[Opening WORKING DATA section]
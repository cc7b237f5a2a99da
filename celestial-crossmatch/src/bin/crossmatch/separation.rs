//! `crossmatch separation`: angular distance between two positions

use crate::cli::{Cli, SeparationArgs};
use celestial_core::angle::checked_position;
use celestial_core::constants::ARCMIN_PER_DEGREE;
use celestial_core::separation::angular_separation_deg;

pub fn run(args: &SeparationArgs, _cli: &Cli) -> anyhow::Result<()> {
    let (ra1, dec1) = checked_position(args.ra1, args.dec1)?;
    let (ra2, dec2) = checked_position(args.ra2, args.dec2)?;
    let sep = angular_separation_deg(ra1, dec1, ra2, dec2);
    log::debug!("({}, {}) -> ({}, {})", ra1, dec1, ra2, dec2);
    println!("{:.6} deg", sep);
    println!("{:.4} arcmin", sep * ARCMIN_PER_DEGREE);
    Ok(())
}
//! Error type for sky-position calculations.
//!
//! [`AstroError`] reports a numerical problem with an input value: a NaN or
//! infinite coordinate, or a declination beyond the pole. [`MathErrorKind`]
//! tells the two apart.
//!
//! ```
//! use celestial_core::{AstroError, MathErrorKind};
//!
//! fn checked_dec(dec: f64) -> Result<f64, AstroError> {
//!     if !(-90.0..=90.0).contains(&dec) {
//!         return Err(AstroError::math_error(
//!             "checked_dec",
//!             MathErrorKind::OutOfRange,
//!             "declination beyond the pole",
//!         ));
//!     }
//!     Ok(dec)
//! }
//! assert!(checked_dec(91.0).is_err());
//! ```

use thiserror::Error;

/// Classification of mathematical errors.
#[derive(Debug, Clone, PartialEq)]
pub enum MathErrorKind {
    /// Input is NaN or infinity.
    NotFinite,
    /// Value outside valid domain (e.g., declination > 90°).
    OutOfRange,
}

/// Error type for position checks.
#[derive(Error, Debug)]
pub enum AstroError {
    #[error("Math error in {operation} ({kind:?}): {message}")]
    MathError {
        operation: String,
        kind: MathErrorKind,
        message: String,
    },
}

/// Convenience alias for `Result<T, AstroError>`.
pub type AstroResult<T> = Result<T, AstroError>;

impl AstroError {
    /// Creates a [`MathError`](Self::MathError) with the given kind.
    pub fn math_error(operation: &str, kind: MathErrorKind, reason: &str) -> Self {
        Self::MathError {
            operation: operation.to_string(),
            kind,
            message: reason.to_string(),
        }
    }

    pub fn math_kind(&self) -> &MathErrorKind {
        match self {
            Self::MathError { kind, .. } => kind,
        }
    }
}

#[cfg(test)]
mod tests {
    use super::*;

    #[test]
    fn test_math_error_with_kind() {
        let err = AstroError::math_error(
            "checked_position",
            MathErrorKind::OutOfRange,
            "Dec 95.00° out of range",
        );
        assert!(err.to_string().contains("Math error in checked_position"));
        assert!(err.to_string().contains("OutOfRange"));
        assert_eq!(err.math_kind(), &MathErrorKind::OutOfRange);
    }

    #[test]
    fn test_send_sync() {
        fn _assert_send<T: Send>() {}
        fn _assert_sync<T: Sync>() {}
        _assert_send::<AstroError>();
        _assert_sync::<AstroError>();
    }
}
//! Angle wrapping for right ascension.
//!
//! Right ascension is cyclic: 370° and 10° name the same meridian.
//! [`wrap_degrees`] reduces with [`fmod`](crate::math::fmod) and then lift
//! negative remainders into range. Rust's `%` is a remainder, not a modulo,
//! so `-1.0 % 360.0` is `-1.0`; the lift turns that into `359.0`.
//!
//! Declination is never wrapped. Going "past" the pole is an input error and
//! is rejected by [`checked_position`](super::checked_position).

use crate::constants::DEGREES_PER_CIRCLE;
use crate::math::fmod;

/// Wraps an angle in degrees to [0, 360).
///
/// ```
/// use celestial_core::angle::wrap_degrees;
///
/// assert_eq!(wrap_degrees(370.0), 10.0);
/// assert_eq!(wrap_degrees(-90.0), 270.0);
/// assert_eq!(wrap_degrees(360.0), 0.0);
/// ```
#[inline]
pub fn wrap_degrees(x: f64) -> f64 {
    lift(fmod(x, DEGREES_PER_CIRCLE), DEGREES_PER_CIRCLE)
}

/// Moves a remainder in (-period, period) into [0, period).
///
/// Adding `period` to a tiny negative remainder can round up to exactly
/// `period`; that case folds back to zero so the upper bound stays open.
#[inline]
fn lift(w: f64, period: f64) -> f64 {
    if w >= 0.0 {
        return w;
    }
    let lifted = w + period;
    if lifted >= period {
        0.0
    } else {
        lifted
    }
}

#[cfg(test)]
mod tests {
    use super::*;

    #[test]
    fn test_wrap_degrees() {
        assert_eq!(wrap_degrees(0.0), 0.0);
        assert_eq!(wrap_degrees(359.5), 359.5);
        assert_eq!(wrap_degrees(720.0), 0.0);
        assert_eq!(wrap_degrees(-0.5), 359.5);
        assert_eq!(wrap_degrees(-720.0), 0.0);
    }

    #[test]
    fn test_wrap_degrees_tiny_negative_stays_below_360() {
        let w = wrap_degrees(-1e-15);
        assert!((0.0..360.0).contains(&w));
    }

    #[test]
    fn test_wrap_degrees_nan_propagates() {
        assert!(wrap_degrees(f64::NAN).is_nan());
    }
}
[Closing WORKING DATA section]
Quote the records above exactly, from the first line through the line containing "use thiserror::Error;", and nothing more.

= SOLUTION FOR THIS PROBLEM =
repository cc7b237f5a2a99da
filename celestial-crossmatch/src/bin/crossmatch/separation.rs
//! `crossmatch separation`: angular distance between two positions

use crate::cli::{Cli, SeparationArgs};
use celestial_core::angle::checked_position;
use celestial_core::constants::ARCMIN_PER_DEGREE;
use celestial_core::separation::angular_separation_deg;

pub fn run(args: &SeparationArgs, _cli: &Cli) -> anyhow::Result<()> {
    let (ra1, dec1) = checked_position(args.ra1, args.dec1)?;
    let (ra2, dec2) = checked_position(args.ra2, args.dec2)?;
    let sep = angular_separation_deg(ra1, dec1, ra2, dec2);
    log::debug!("({}, {}) -> ({}, {})", ra1, dec1, ra2, dec2);
    println!("{:.6} deg", sep);
    println!("{:.4} arcmin", sep * ARCMIN_PER_DEGREE);
    Ok(())
}
//! Error type for sky-position calculations.
//!
//! [`AstroError`] reports a numerical problem with an input value: a NaN or
//! infinite coordinate, or a declination beyond the pole. [`MathErrorKind`]
//! tells the two apart.
//!
//! ```
//! use celestial_core::{AstroError, MathErrorKind};
//!
//! fn checked_dec(dec: f64) -> Result<f64, AstroError> {
//!     if !(-90.0..=90.0).contains(&dec) {
//!         return Err(AstroError::math_error(
//!             "checked_dec",
//!             MathErrorKind::OutOfRange,
//!             "declination beyond the pole",
//!         ));
//!     }
//!     Ok(dec)
//! }
//! assert!(checked_dec(91.0).is_err());
//! ```

use thiserror::Error;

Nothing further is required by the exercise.